Nirodbaran
Correspondence with Sri Aurobindo
Second Series
2. Art and Literature
Poetic Inspiration and Yoga
You actually propose “Laugh and grow fat” though laughing never makes fat!
You oppose one of the most ancient traditions of humanity by this severe statement. But your statement is mistaken even according to Science. We are now told that it is the activity of certain glands that makes you thin or fat. If glands, then why not gladness?
Really I am now wondering at my own revelry and hilarity. No particular concern about yoga, yet I am happy. What kind of psychic attitude is this?
It is not a psychic attitude, but is better than depression.
What has happened to my typescript? Hibernating?

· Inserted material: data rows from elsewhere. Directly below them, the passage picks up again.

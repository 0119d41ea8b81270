//! Registry-side enforcement
//!
//! The receiving end of the slashing bridge. A classifier verdict is never
//! self-authenticating: the contract first verifies the message's bridge
//! origin, then deducts operator collateral according to the fault kind.

use dashmap::DashMap;
use protocol_types::{Address, FaultEvidence, Hash};
use thiserror::Error;

#[derive(Debug, Clone, PartialEq, Eq, Error)]
pub enum EnforcementError {
    #[error("bridge origin {0} is not the authorized slasher sender")]
    UnauthorizedOrigin(Address),

    #[error("no collateral registered under the named registration root")]
    UnknownRegistration,
}

/// Penalty magnitudes in collateral units. Policy values; the protocol only
/// requires liveness to be strictly smaller than the full penalty.
#[derive(Debug, Clone)]
pub struct PenaltyConfig {
    pub liveness_penalty: u64,
    pub full_penalty: u64,
}

impl Default for PenaltyConfig {
    fn default() -> Self {
        Self {
            liveness_penalty: 100,
            full_penalty: 500,
        }
    }
}

impl PenaltyConfig {
    pub fn new(liveness_penalty: u64, full_penalty: u64) -> anyhow::Result<Self> {
        if liveness_penalty >= full_penalty {
            anyhow::bail!("liveness penalty must be strictly smaller than the full penalty");
        }
        Ok(Self {
            liveness_penalty,
            full_penalty,
        })
    }
}

/// Operator collateral, keyed by registration root
#[derive(Default)]
pub struct CollateralLedger {
    balances: DashMap<Hash, u64>,
}

impl CollateralLedger {
    pub fn deposit(&self, registration_root: Hash, amount: u64) {
        *self.balances.entry(registration_root).or_insert(0) += amount;
    }

    pub fn balance(&self, registration_root: &Hash) -> u64 {
        self.balances
            .get(registration_root)
            .map(|b| *b)
            .unwrap_or(0)
    }

    pub fn is_registered(&self, registration_root: &Hash) -> bool {
        self.balances.contains_key(registration_root)
    }

    /// Deduct up to `amount`; returns what was actually taken
    fn deduct(&self, registration_root: &Hash, amount: u64) -> u64 {
        match self.balances.get_mut(registration_root) {
            Some(mut balance) => {
                let taken = amount.min(*balance);
                *balance -= taken;
                taken
            }
            None => 0,
        }
    }
}

/// The registry-side slashing contract
pub struct EnforcementContract {
    /// The only bridge origin this contract honors
    authorized_sender: Address,
    penalties: PenaltyConfig,
    ledger: std::sync::Arc<CollateralLedger>,
}

impl EnforcementContract {
    pub fn new(
        authorized_sender: Address,
        penalties: PenaltyConfig,
        ledger: std::sync::Arc<CollateralLedger>,
    ) -> Self {
        Self {
            authorized_sender,
            penalties,
            ledger,
        }
    }

    /// Verify the origin and deduct collateral. Returns the amount taken.
    pub fn execute(&self, origin: Address, evidence: &FaultEvidence) -> Result<u64, EnforcementError> {
        if origin != self.authorized_sender {
            return Err(EnforcementError::UnauthorizedOrigin(origin));
        }
        if !self.ledger.is_registered(&evidence.registration_root) {
            return Err(EnforcementError::UnknownRegistration);
        }

        let penalty = if evidence.kind.is_liveness() {
            self.penalties.liveness_penalty
        } else {
            self.penalties.full_penalty
        };
        let taken = self.ledger.deduct(&evidence.registration_root, penalty);
        tracing::info!(
            "Slashed {} collateral units under root {} for {}",
            taken,
            hex::encode(&evidence.registration_root[..8]),
            evidence.kind
        );
        Ok(taken)
    }
}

My dear sir, if you saw me nowadays with my nose to paper from afternoon to morning, deciphering, deciphering, writing, writing, writing, even the rocky heart of a disciple would be touched and you would not talk about typescripts and hibernation. I have given up (for the present at least) the attempt to minimise the cataract of correspondence; I accept my fate like Raman Maharshi with the plague of prasads and admirers, but at least don't add anguish to annihilation by talking bout typescripts.
What is the use of your complaining? You have committed the grave blunder of coming into this sorrowful world with a mighty magical pen. Sri Krishna, I conjecture, may have complained about his lungs because of his incessant blowing and fluting to melt our hearts.
It is an idea! strange that none of the poets has mentioned it – a modernist poet would catch it at once. “The Flute and the Lungs.” or “Krishna's Bronchitis.”